How to complete this task → The answer is to be one number: the count of lines in this listing that have the string "PathBuf".

Records for the task →
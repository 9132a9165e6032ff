/// Per-card interaction state
///
/// One `CardState` per rendered card. It owns the card's props, its
/// gallery and the single carousel index shared by the inline view, the
/// thumbnail strip and the lightbox.

use std::path::{Path, PathBuf};
use tracing::{debug, warn};

use super::data::{CardData, LinkKind};
use super::gallery::{Carousel, Gallery};
use super::hover::HoverState;
use super::lightbox::{LightboxSession, PressRegion};
use super::navigation::NavigationTarget;

/// Input events a card reacts to
#[derive(Debug, Clone, PartialEq)]
pub enum CardMessage {
    Next,
    Previous,
    GoTo(usize),
    PointerEntered,
    PointerLeft,
    /// A thumbnail in the strip was pressed: select it and open the lightbox
    ThumbnailPressed(usize),
    LightboxPressed(PressRegion),
    CloseLightbox,
    /// The card body was pressed
    Activate,
    OpenLink(LinkKind),
}

/// Side effects a card asks the application to perform
#[derive(Debug, Clone, PartialEq)]
pub enum CardEffect {
    Navigate(NavigationTarget),
    OpenUrl(String),
}

#[derive(Debug, Clone)]
pub struct CardState {
    pub data: CardData,
    pub gallery: Gallery,
    pub carousel: Carousel,
    pub hover: HoverState,
    pub lightbox: LightboxSession,
    /// Downscaled previews for the strip, aligned with the gallery
    thumbnails: Vec<Option<PathBuf>>,
}

impl CardState {
    pub fn new(data: CardData) -> Self {
        let gallery = Gallery::new(data.image.clone(), data.images.clone());
        let carousel = Carousel::new(&gallery);
        let thumbnails = vec![None; gallery.len()];

        Self {
            data,
            gallery,
            carousel,
            hover: HoverState::default(),
            lightbox: LightboxSession::default(),
            thumbnails,
        }
    }

    /// Whether the whole card doubles as a navigation link
    pub fn is_link(&self) -> bool {
        self.data.navigation.is_some()
    }

    /// Image currently shown by both the inline view and the lightbox
    pub fn current_image(&self) -> &Path {
        self.gallery
            .get(self.carousel.index())
            .unwrap_or(self.data.image.as_path())
    }

    /// Whether next/previous buttons and dots are rendered at all
    pub fn has_navigation(&self) -> bool {
        !self.gallery.is_single()
    }

    /// Preview for strip entry `index`; falls back to the full image
    pub fn thumbnail(&self, index: usize) -> Option<&Path> {
        self.thumbnails
            .get(index)
            .and_then(|thumb| thumb.as_deref())
            .or_else(|| self.gallery.get(index))
    }

    pub fn set_thumbnails(&mut self, thumbnails: Vec<Option<PathBuf>>) {
        if thumbnails.len() == self.gallery.len() {
            self.thumbnails = thumbnails;
        } else {
            warn!(
                "Ignoring {} thumbnails for \"{}\" with {} images",
                thumbnails.len(),
                self.data.title,
                self.gallery.len()
            );
        }
    }

    /// React to one input event
    pub fn update(&mut self, message: CardMessage) -> Option<CardEffect> {
        debug!("card \"{}\": {:?}", self.data.title, message);

        match message {
            CardMessage::Next => {
                self.carousel.next();
                None
            }
            CardMessage::Previous => {
                self.carousel.previous();
                None
            }
            CardMessage::GoTo(index) => {
                if let Err(err) = self.carousel.go_to(index) {
                    warn!("{}", err);
                }
                None
            }
            CardMessage::PointerEntered => {
                self.hover.pointer_entered();
                None
            }
            CardMessage::PointerLeft => {
                self.hover.pointer_left();
                None
            }
            CardMessage::ThumbnailPressed(index) => {
                if let Err(err) = self.lightbox.open_at(&mut self.carousel, index) {
                    warn!("{}", err);
                }
                None
            }
            CardMessage::LightboxPressed(region) => {
                self.lightbox.press(region);
                None
            }
            CardMessage::CloseLightbox => {
                self.lightbox.close();
                None
            }
            CardMessage::Activate => {
                // The lightbox owns input while it is open
                if self.lightbox.is_open() {
                    return None;
                }
                self.data.navigation.map(CardEffect::Navigate)
            }
            CardMessage::OpenLink(kind) => self
                .data
                .links
                .get(kind)
                .map(|url| CardEffect::OpenUrl(url.to_string())),
        }
    }
}

#[cfg(test)]
mod tests {
    use super::*;
    use crate::state::data::Links;
    use crate::state::navigation::tests::Recorder;
    use crate::state::navigation::{self, Route, Section};
    use chrono::Utc;

    const WORKFLOWS: NavigationTarget = NavigationTarget {
        section: Section::Projects,
        route: Route::Workflows,
    };

    fn data(title: &str, images: &[&str], navigation: Option<NavigationTarget>) -> CardData {
        CardData {
            title: title.to_string(),
            description: "A card".to_string(),
            features: Vec::new(),
            tags: Vec::new(),
            icons: Vec::new(),
            image: PathBuf::from("primary.png"),
            images: images.iter().map(PathBuf::from).collect(),
            links: Links::default(),
            navigation,
        }
    }

    fn apply(card: &mut CardState, message: CardMessage, recorder: &mut Recorder) {
        if let Some(CardEffect::Navigate(target)) = card.update(message) {
            navigation::activate(&target, recorder, Utc::now());
        }
    }

    #[test]
    fn test_thumbnail_opens_lightbox_at_index() {
        let mut card = CardState::new(data("Gallery", &["a.png", "b.png", "c.png"], None));

        card.update(CardMessage::ThumbnailPressed(2));

        assert!(card.lightbox.is_open());
        assert_eq!(card.carousel.index(), 2);
        assert_eq!(card.current_image(), Path::new("c.png"));
    }

    #[test]
    fn test_lightbox_and_inline_share_index() {
        let mut card = CardState::new(data("Gallery", &["a.png", "b.png", "c.png"], None));

        card.update(CardMessage::ThumbnailPressed(0));
        card.update(CardMessage::Next);
        card.update(CardMessage::LightboxPressed(PressRegion::Backdrop));

        assert!(!card.lightbox.is_open());
        assert_eq!(card.current_image(), Path::new("b.png"));

        card.update(CardMessage::Previous);
        card.update(CardMessage::Previous);
        assert_eq!(card.current_image(), Path::new("c.png"));
    }

    #[test]
    fn test_content_press_keeps_lightbox_open() {
        let mut card = CardState::new(data("Gallery", &["a.png", "b.png"], None));
        card.update(CardMessage::ThumbnailPressed(1));

        card.update(CardMessage::LightboxPressed(PressRegion::Content));
        card.update(CardMessage::LightboxPressed(PressRegion::Controls));
        assert!(card.lightbox.is_open());

        card.update(CardMessage::CloseLightbox);
        assert!(!card.lightbox.is_open());
    }

    #[test]
    fn test_invalid_thumbnail_is_ignored() {
        let mut card = CardState::new(data("Gallery", &["a.png", "b.png"], None));
        card.update(CardMessage::ThumbnailPressed(9));

        assert!(!card.lightbox.is_open());
        assert_eq!(card.carousel.index(), 0);
    }

    #[test]
    fn test_primary_only_card_has_no_navigation() {
        let mut card = CardState::new(data("Single", &[], None));

        assert_eq!(card.gallery.len(), 1);
        assert!(!card.has_navigation());
        assert_eq!(card.current_image(), Path::new("primary.png"));

        card.update(CardMessage::Next);
        card.update(CardMessage::ThumbnailPressed(0));
        assert!(card.lightbox.is_open());
        assert_eq!(card.current_image(), Path::new("primary.png"));
    }

    #[test]
    fn test_designated_card_navigates_once() {
        let mut card = CardState::new(data("N8N Workflows", &[], Some(WORKFLOWS)));
        let mut recorder = Recorder::default();

        assert!(card.is_link());
        apply(&mut card, CardMessage::Activate, &mut recorder);

        assert_eq!(recorder.sections, vec![Section::Projects]);
        assert_eq!(recorder.timestamps.len(), 1);
        assert_eq!(recorder.routes, vec![Route::Workflows]);
    }

    #[test]
    fn test_plain_card_triggers_nothing() {
        let mut card = CardState::new(data("N8N Workflows", &[], None));
        let mut recorder = Recorder::default();

        assert!(!card.is_link());
        apply(&mut card, CardMessage::Activate, &mut recorder);
        apply(&mut card, CardMessage::Next, &mut recorder);

        assert!(recorder.sections.is_empty());
        assert!(recorder.timestamps.is_empty());
        assert!(recorder.routes.is_empty());
    }

    #[test]
    fn test_carousel_controls_do_not_activate() {
        let mut card = CardState::new(data("N8N Workflows", &["a.png", "b.png"], Some(WORKFLOWS)));

        assert_eq!(card.update(CardMessage::Next), None);
        assert_eq!(card.update(CardMessage::GoTo(0)), None);
        assert_eq!(card.update(CardMessage::ThumbnailPressed(1)), None);
        assert_eq!(card.update(CardMessage::Activate), None);
    }

    #[test]
    fn test_hover_events() {
        let mut card = CardState::new(data("Gallery", &["a.png", "b.png"], None));

        card.update(CardMessage::PointerEntered);
        assert!(card.hover.reveals_controls());
        card.update(CardMessage::PointerLeft);
        assert!(!card.hover.reveals_controls());
    }

    #[test]
    fn test_open_link_only_when_present() {
        let mut raw = data("Linked", &[], None);
        raw.links.source = Some("https://github.com/example/repo".to_string());
        let mut card = CardState::new(raw);

        assert_eq!(
            card.update(CardMessage::OpenLink(LinkKind::Source)),
            Some(CardEffect::OpenUrl("https://github.com/example/repo".to_string()))
        );
        assert_eq!(card.update(CardMessage::OpenLink(LinkKind::Live)), None);
    }

    #[test]
    fn test_thumbnails_fall_back_to_full_image() {
        let mut card = CardState::new(data("Gallery", &["a.png", "b.png"], None));
        assert_eq!(card.thumbnail(1), Some(Path::new("b.png")));

        card.set_thumbnails(vec![Some(PathBuf::from("thumb-a.jpg")), None]);
        assert_eq!(card.thumbnail(0), Some(Path::new("thumb-a.jpg")));
        assert_eq!(card.thumbnail(1), Some(Path::new("b.png")));

        card.set_thumbnails(vec![None]);
        assert_eq!(card.thumbnail(0), Some(Path::new("thumb-a.jpg")));
    }
}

Solution for this exercise → 6